Another mixed alphabetic and pictorial source for Mesoamerican ethnohistory is the late sixteenth-century Relaciones geográficas, with information on individual indigenous settlements in colonial Mexico, created on the orders of the Spanish crown. Each relación was ideally to include a pictorial of the town, usually done by an indigenous resident connected with town government. Although these manuscripts were created for Spanish administrative purposes, they contain important information about the history and geography of indigenous polities.[8][9][10][11]
Important Codices
Particularly important colonial-era codices that are published with scholarly English translations are Codex Mendoza, the Florentine Codex, and the works by Diego Durán. Codex Mendoza is a mixed pictorial, alphabetic Spanish manuscript.[12] Of supreme importance is the Florentine Codex, a project directed by Franciscan friar Bernardino de Sahagún, who drew on indigenous informants' knowledge of Aztec religion, social structure, natural history, and includes a history of the Spanish conquest of the Aztec Empire from the Mexica viewpoint.[13] The project resulted in twelve books, bound into three volumes, of bilingual Nahuatl/Spanish alphabetic text, with illustrations by native artists; the Nahuatl has been translated into English.[14] Also important are the works of Dominican Diego Durán, who drew on indigenous pictorials and living informants to create illustrated texts on history and religion.[15] The colonial-era codices often contain Aztec pictograms or other pictorial elements. Some are written in alphabetic text in Classical Nahuatl (in the Latin alphabet) or Spanish, and occasionally Latin. Some are entirely in Nahuatl without pictorial content. Although there are very few surviving prehispanic codices, the tlacuilo (codex painter) tradition endured the transition to colonial culture; scholars now have access to a body of around 500 colonial-era codices.

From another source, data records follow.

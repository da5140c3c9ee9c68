//! User profile entity and related value objects.

use std::str::FromStr;

use chrono::{DateTime, Utc};
use serde::{Deserialize, Serialize};

use crate::constants::{FALLBACK_FULL_NAME, ROLE_ADMIN, ROLE_BUYER, ROLE_SELLER};
use crate::error::DomainError;
use crate::session::AuthUser;

/// Opaque, stable identifier issued by the identity provider.
pub type UserId = String;

/// User roles enumeration
#[derive(Debug, Clone, Copy, Default, PartialEq, Eq, Hash, Serialize, Deserialize)]
#[serde(rename_all = "lowercase")]
pub enum Role {
    Seller,
    #[default]
    Buyer,
    Admin,
}

impl Role {
    /// Check if this role has admin privileges
    pub fn is_admin(&self) -> bool {
        matches!(self, Role::Admin)
    }

    /// Sellers and admins may post listings
    pub fn can_post(&self) -> bool {
        matches!(self, Role::Seller | Role::Admin)
    }

    pub fn as_str(&self) -> &'static str {
        match self {
            Role::Seller => ROLE_SELLER,
            Role::Buyer => ROLE_BUYER,
            Role::Admin => ROLE_ADMIN,
        }
    }
}

impl FromStr for Role {
    type Err = DomainError;

    fn from_str(s: &str) -> Result<Self, Self::Err> {
        match s.trim().to_ascii_lowercase().as_str() {
            ROLE_SELLER => Ok(Role::Seller),
            ROLE_BUYER => Ok(Role::Buyer),
            ROLE_ADMIN => Ok(Role::Admin),
            other => Err(DomainError::unknown("role", other)),
        }
    }
}

impl std::fmt::Display for Role {
    fn fmt(&self, f: &mut std::fmt::Formatter<'_>) -> std::fmt::Result {
        f.write_str(self.as_str())
    }
}

/// Roles a user may pick for themselves at sign-up. Admin is never self-assigned.
#[derive(Debug, Clone, Copy, PartialEq, Eq, Serialize, Deserialize)]
#[serde(rename_all = "lowercase")]
pub enum SignUpRole {
    Seller,
    Buyer,
}

impl From<SignUpRole> for Role {
    fn from(role: SignUpRole) -> Self {
        match role {
            SignUpRole::Seller => Role::Seller,
            SignUpRole::Buyer => Role::Buyer,
        }
    }
}

impl FromStr for SignUpRole {
    type Err = DomainError;

    fn from_str(s: &str) -> Result<Self, Self::Err> {
        match Role::from_str(s)? {
            Role::Seller => Ok(SignUpRole::Seller),
            Role::Buyer => Ok(SignUpRole::Buyer),
            Role::Admin => Err(DomainError::validation("admin role cannot be chosen at sign-up")),
        }
    }
}

/// Membership tier; changed only by an admin or an approved payment.
#[derive(Debug, Clone, Copy, Default, PartialEq, Eq, Hash, Serialize, Deserialize)]
#[serde(rename_all = "lowercase")]
pub enum MembershipType {
    #[default]
    Free,
    Premium,
}

impl MembershipType {
    pub fn as_str(&self) -> &'static str {
        match self {
            MembershipType::Free => "free",
            MembershipType::Premium => "premium",
        }
    }
}

impl FromStr for MembershipType {
    type Err = DomainError;

    fn from_str(s: &str) -> Result<Self, Self::Err> {
        match s.trim().to_ascii_lowercase().as_str() {
            "free" => Ok(MembershipType::Free),
            "premium" => Ok(MembershipType::Premium),
            other => Err(DomainError::unknown("membership type", other)),
        }
    }
}

impl std::fmt::Display for MembershipType {
    fn fmt(&self, f: &mut std::fmt::Formatter<'_>) -> std::fmt::Result {
        f.write_str(self.as_str())
    }
}

/// Admin-managed account status
#[derive(Debug, Clone, Copy, Default, PartialEq, Eq, Hash, Serialize, Deserialize)]
#[serde(rename_all = "lowercase")]
pub enum AccountStatus {
    #[default]
    Active,
    Suspended,
}

impl AccountStatus {
    pub fn as_str(&self) -> &'static str {
        match self {
            AccountStatus::Active => "active",
            AccountStatus::Suspended => "suspended",
        }
    }
}

impl FromStr for AccountStatus {
    type Err = DomainError;

    fn from_str(s: &str) -> Result<Self, Self::Err> {
        match s.trim().to_ascii_lowercase().as_str() {
            "active" => Ok(AccountStatus::Active),
            "suspended" => Ok(AccountStatus::Suspended),
            other => Err(DomainError::unknown("account status", other)),
        }
    }
}

impl std::fmt::Display for AccountStatus {
    fn fmt(&self, f: &mut std::fmt::Formatter<'_>) -> std::fmt::Result {
        f.write_str(self.as_str())
    }
}

/// Application-level user profile, stored in the `users` table.
#[derive(Debug, Clone, PartialEq, Serialize, Deserialize)]
pub struct UserProfile {
    pub id: UserId,
    pub email: String,
    #[serde(default)]
    pub full_name: Option<String>,
    #[serde(default)]
    pub role: Role,
    #[serde(default)]
    pub membership_type: MembershipType,
    /// Missing on older rows; treated as active
    #[serde(default)]
    pub status: AccountStatus,
    #[serde(default, skip_serializing_if = "Option::is_none")]
    pub phone: Option<String>,
    #[serde(default, skip_serializing_if = "Option::is_none")]
    pub location: Option<String>,
    #[serde(default, skip_serializing_if = "Option::is_none")]
    pub membership_expires_at: Option<DateTime<Utc>>,
    pub created_at: DateTime<Utc>,
    pub updated_at: DateTime<Utc>,
}

impl UserProfile {
    /// Synthesize a transient profile from identity metadata when no stored
    /// row exists yet.
    ///
    /// Metadata is writable by the user, so only a sign-up role is taken from
    /// it. Admin falls back to buyer and membership is always free.
    pub fn fallback_from(user: &AuthUser) -> Self {
        let created_at = user.created_at.unwrap_or_else(Utc::now);
        let role = user
            .user_metadata
            .role
            .as_deref()
            .and_then(|r| r.parse::<SignUpRole>().ok())
            .map(Role::from)
            .unwrap_or_default();
        let full_name = user
            .user_metadata
            .full_name
            .clone()
            .filter(|name| !name.trim().is_empty())
            .unwrap_or_else(|| FALLBACK_FULL_NAME.to_string());

        Self {
            id: user.id.clone(),
            email: user.email.clone().unwrap_or_default(),
            full_name: Some(full_name),
            role,
            membership_type: MembershipType::Free,
            status: AccountStatus::Active,
            phone: None,
            location: None,
            membership_expires_at: None,
            created_at,
            updated_at: user.updated_at.unwrap_or(created_at),
        }
    }

    /// Check if user has admin role
    pub fn is_admin(&self) -> bool {
        self.role.is_admin()
    }

    pub fn is_premium(&self) -> bool {
        self.membership_type == MembershipType::Premium
    }

    /// Name for display, falling back to the email address
    pub fn display_name(&self) -> &str {
        self.full_name
            .as_deref()
            .filter(|name| !name.is_empty())
            .unwrap_or(&self.email)
    }
}

/// Row inserted right after a successful sign-up.
#[derive(Debug, Clone, Serialize)]
pub struct NewProfile {
    pub id: UserId,
    pub email: String,
    pub full_name: String,
    pub role: Role,
    pub membership_type: MembershipType,
}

Some prose manuscripts in the indigenous tradition sometimes have pictorial content, such as the Florentine Codex, Codex Mendoza, and the works of Durán, but others are entirely alphabetic in Spanish or Nahuatl. Charles Gibson has written an overview of such manuscripts, and with John B. Glass compiled a census. They list 130 manuscripts for Central Mexico.[16][17] A large section at the end has reproductions of pictorials, many from central Mexico.
Preservation
A large number of prehispanic and colonial indigenous texts have disappeared over time. For example, when Hernan Cortés and his six hundred conquistadores landed on the Aztec land in 1519, they found that the Aztecs had many beautifully bound books. The writing was complex and sophisticated, comparable to Egyptian hieroglyphs, and developed by the Mayans. These codices held the history of the great Aztec empire and included minute details of community life, important events, religion, and biographies. After Cortes conquered the Aztecs, the native codices were seen as a threat by the Spanish Catholic priests who wanted the people to accept Spanish rule and forget their own history. Most priests, with the exception of Bartolomé de las Casas, searched for and destroyed all the codices and other texts they could find. The irony lies in that these codices were in fact altered versions of actual Mayan codices that portrayed the Aztecs as rightful rulers. The original Mayan codices having been burned by the Aztecs after they dominated the Mayans before Cortés arrived. [18]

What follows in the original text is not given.